The town of Normanton was opened by the settlers as a better port for shipping for the Lower Flinders stations than Burketown, which was inconvenient, being too far to the west, and difficult of access. The Norman River, so called by Landsborough after the captain of the Victorian Government ship “Victoria,” is a fine and deep river.
Messrs. W. Landsborough and G. Phillips were the first to navigate the Norman, in January, 1867. They chose the site for the township on the left side of the river, where some high ironstone ridges come close in on the river bank. Here was room for the extension of a large city, naturally drained, and free from the possibility of floods, with ready access to the back country. Unfortunately, the upper reaches of the river are obstructed by bands of rocks running across from bank to bank, that hinder navigation. These, however, could be removed at small cost.
Among the first to settle in the town was Dr. Borck, a popular medical man; his brother still keeps a store in the town. Another hotel built in the first days was that of Mr. A. McLennan, who had been concerned in the first occupation of Burketown. Ellis Read, trading for R. Towns and Co., soon had a fine store established, and carried on a large business with the stations, and also with the diggings opening on the Etheridge River. The first team to arrive in the town was driven in down Spear Creek by George Trimble from his station on the Saxby, at the head of the Norman River. Then wool commenced to arrive from Donor’s Hills and other stations on the Flinders, even as early as 1868, and was shipped away to Sydney by any chance vessel offering. One of the early traders to the Norman was a well-known skipper on the east coast, Captain Till, of the “Policeman,” schooner, who made several voyages there. Normanton was never affected by sickness as Burketown had been, and its progress was steady, though slow. The country around was well watered, but not adapted to agriculture. Lagoons of fresh water fringed the river, and were well supplied with game, the river full of splendid fish, some of which ranged up to twenty pounds in weight. Alligators abounded in all the brackish waters, as they do in all tidal rivers in the Gulf, while the crocodile (so called), a smaller but quite harmless creature, is found in fresh water only. Being amphibious in its nature, it can adapt itself to pools and rivers a long way inland, and is found wherever there are deep lagoons, and in all the waters flowing into the Gulf of Carpentaria.
In the early times, when one of R. Towns and Co.’s vessels was unloading at the bank of the river, one of the Kanakas employed was seized by an alligator. The man held on to a mangrove tree, and his mates beat the alligator over the head until he let go, but not before he had so torn the flesh from the man’s leg that he bled to death.

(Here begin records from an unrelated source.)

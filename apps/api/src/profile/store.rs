use sqlx::PgConnection;
use uuid::Uuid;

use crate::models::profile::ProfileRow;
use crate::profile::NewProfile;

/// Returns the user's profile, creating an empty one if it does not exist yet.
pub async fn get_or_create(conn: &mut PgConnection, user_id: Uuid) -> Result<ProfileRow, sqlx::Error> {
    sqlx::query("INSERT INTO profiles (user_id) VALUES ($1) ON CONFLICT (user_id) DO NOTHING")
        .bind(user_id)
        .execute(&mut *conn)
        .await?;

    sqlx::query_as::<_, ProfileRow>("SELECT * FROM profiles WHERE user_id = $1")
        .bind(user_id)
        .fetch_one(&mut *conn)
        .await
}

pub async fn update(
    conn: &mut PgConnection,
    user_id: Uuid,
    new: &NewProfile,
) -> Result<ProfileRow, sqlx::Error> {
    sqlx::query_as::<_, ProfileRow>(
        r#"
        INSERT INTO profiles (user_id, phone, bio, linkedin, github, location)
        VALUES ($1, $2, $3, $4, $5, $6)
        ON CONFLICT (user_id) DO UPDATE
        SET phone = EXCLUDED.phone,
            bio = EXCLUDED.bio,
            linkedin = EXCLUDED.linkedin,
            github = EXCLUDED.github,
            location = EXCLUDED.location,
            updated_at = now()
        RETURNING *
        "#,
    )
    .bind(user_id)
    .bind(&new.phone)
    .bind(&new.bio)
    .bind(&new.linkedin)
    .bind(&new.github)
    .bind(&new.location)
    .fetch_one(conn)
    .await
}
//! Third-party achievement ingestion.
//!
//! External platforms post `{user_email, type, data}`; the data is validated
//! exactly like a user-submitted record and the owner's resume is regenerated.

use axum::{extract::State, http::StatusCode, Json};
use serde::{Deserialize, Serialize};
use serde_json::Value;
use tracing::{info, warn};

use crate::achievements::service::create_achievement;
use crate::achievements::{Achievement, AchievementKind};
use crate::auth::store as users;
use crate::errors::AppError;
use crate::extract::AppJson;
use crate::models::achievement::{CourseRow, HackathonRow, InternshipRow, ProjectRow};
use crate::state::AppState;

#[derive(Debug, Deserialize)]
pub struct WebhookPayload {
    #[serde(default)]
    pub user_email: Option<String>,
    #[serde(default, rename = "type")]
    pub kind: Option<String>,
    #[serde(default)]
    pub data: Option<Value>,
}

#[derive(Debug, Serialize)]
pub struct WebhookResponse {
    pub message: String,
}

/// POST /api/v1/webhook/achievement
pub async fn handle_achievement_webhook(
    State(state): State<AppState>,
    AppJson(payload): AppJson<WebhookPayload>,
) -> Result<(StatusCode, Json<WebhookResponse>), AppError> {
    let user_not_found = || AppError::NotFound("User not found".to_string());

    let email = payload.user_email.ok_or_else(user_not_found)?;
    let user = {
        let mut conn = state.db.acquire().await?;
        users::find_by_email(&mut conn, &email)
            .await?
            .ok_or_else(user_not_found)?
    };

    let kind = payload
        .kind
        .as_deref()
        .and_then(|k| k.parse::<AchievementKind>().ok())
        .ok_or_else(|| {
            warn!("Webhook for {email} rejected: unknown type {:?}", payload.kind);
            AppError::BadRequest("Invalid achievement type".to_string())
        })?;

    let data = payload.data.unwrap_or(Value::Null);
    match kind {
        AchievementKind::Internship => ingest::<InternshipRow>(&state, user.id, data).await?,
        AchievementKind::Course => ingest::<CourseRow>(&state, user.id, data).await?,
        AchievementKind::Hackathon => ingest::<HackathonRow>(&state, user.id, data).await?,
        AchievementKind::Project => ingest::<ProjectRow>(&state, user.id, data).await?,
    }

    info!("Webhook added {} for user {}", kind.as_str(), user.id);
    Ok((
        StatusCode::CREATED,
        Json(WebhookResponse {
            message: format!("{} added successfully", kind.label()),
        }),
    ))
}

async fn ingest<A: Achievement>(
    state: &AppState,
    user_id: uuid::Uuid,
    data: Value,
) -> Result<(), AppError> {
    let input = parse_data::<A>(data)?;
    create_achievement::<A>(&state.db, user_id, input).await?;
    Ok(())
}

/// Missing or null `data` is treated as an empty record so validation can
/// name every required field.
fn parse_data<A: Achievement>(data: Value) -> Result<A::Input, AppError> {
    if data.is_null() {
        return Ok(A::Input::default());
    }
    serde_json::from_value(data)
        .map_err(|e| AppError::BadRequest(format!("Invalid {} data: {e}", A::KIND.as_str())))
}
use chrono::{DateTime, NaiveDate, Utc};
use serde::Serialize;
use sqlx::FromRow;
use uuid::Uuid;

#[derive(Debug, Clone, Serialize, FromRow)]
pub struct InternshipRow {
    pub id: Uuid,
    #[serde(skip)]
    pub user_id: Uuid,
    pub company: String,
    pub role: String,
    pub start_date: NaiveDate,
    pub end_date: Option<NaiveDate>,
    pub description: String,
    pub skills_used: String,
    pub location: String,
    pub is_current: bool,
    pub created_at: DateTime<Utc>,
}

#[derive(Debug, Clone, Serialize, FromRow)]
pub struct CourseRow {
    pub id: Uuid,
    #[serde(skip)]
    pub user_id: Uuid,
    pub platform: String,
    pub title: String,
    pub completion_date: NaiveDate,
    pub certificate_url: String,
    pub skills_learned: String,
    pub duration_hours: Option<i32>,
    pub created_at: DateTime<Utc>,
}

#[derive(Debug, Clone, Serialize, FromRow)]
pub struct HackathonRow {
    pub id: Uuid,
    #[serde(skip)]
    pub user_id: Uuid,
    pub name: String,
    pub organizer: String,
    pub date: NaiveDate,
    pub rank: String,
    pub project_name: String,
    pub project_description: String,
    pub project_link: String,
    pub tech_stack: String,
    pub created_at: DateTime<Utc>,
}

#[derive(Debug, Clone, Serialize, FromRow)]
pub struct ProjectRow {
    pub id: Uuid,
    #[serde(skip)]
    pub user_id: Uuid,
    pub title: String,
    pub description: String,
    pub tech_stack: String,
    pub github_link: String,
    pub live_link: String,
    pub start_date: NaiveDate,
    pub end_date: Option<NaiveDate>,
    pub is_ongoing: bool,
    pub created_at: DateTime<Utc>,
}
//! Request extractors whose rejections render as [`AppError`].

use axum::extract::{FromRequest, FromRequestParts};

use crate::errors::AppError;

/// `axum::Json` with malformed or mistyped bodies answered as 400 in the
/// usual error envelope.
#[derive(Debug, FromRequest)]
#[from_request(via(axum::Json), rejection(AppError))]
pub struct AppJson<T>(pub T);

/// `axum::extract::Path` with the same treatment for unparsable ids.
#[derive(Debug, FromRequestParts)]
#[from_request(via(axum::extract::Path), rejection(AppError))]
pub struct AppPath<T>(pub T);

Among those who are to be reckoned as the oldest inhabitants of the Gulf country, was John Harrix, who came over with the first cattle of Mr. J. G. Macdonald from Bowen in 1864, and who owned some teams and a small station near Normanton. A partner of his named Macdonald came down the Flinders early in 1865. Percival E. Walsh, a nephew of Mr. W. H. Walsh, of Degilbo, helped to settle some runs in the Gulf country. He took up a run on the Dugald, naming it Granada, which was sold afterwards to Messrs. Hopkins Brothers. He also restocked Iffley after its desertion by its first owners, the Earle Bros., now of Yacamunda, on the Suttor River. The early citizens of Normanton include the names of Peter Armstrong, David Swan, Charles B. Hely, Charles Borck, John Edgar Byrne, for many years proprietor of “Figaro,” and a hundred others who more or less helped to form this city of the Gulf. Many of them are now resting in the cemetery outside the town.
R. Towns and Co. had forty thousand sheep on the Leichhardt, near Floraville, and a shearing shed near tidal water lower down the river, where a small steamer (the old “Pioneer,” the remains of which are still to be seen at Sweer’s Island), came for the wool. The country proving subject to terrible floods and unsuitable for sheep, the numbers gradually decreased until the remnant were finally removed.
The Etheridge goldfield was opened in the early days of Normanton, and found occupation for many teams and much labour.
Prices in the early days were at a really famine level; flour was often sold at £40 a ton, and other goods at a corresponding rate. The writer had experience of these prices when loading his own team in those early days.
Normanton had many advantages over her sister settlement, Burketown, and when the port became known, all the station trade drifted there, and Burketown declined in consequence.
Normanton was, in 1891, connected with Croydon by a railway ninety-four miles in length, which cost £211,000, and was constructed by Mr. G. Phillips, C.E., on a principle new to Queensland, the sleepers being of mild steel, instead of wood, on account of the ravages of the white ants. The line between Croydon and Normanton passes through a perfectly level and very uninteresting country, a melancholy sandy waste of ti-tree flats, covered with the innumerable pinnacles and mounds made by white ants; the pasturage is as poor as the country looks.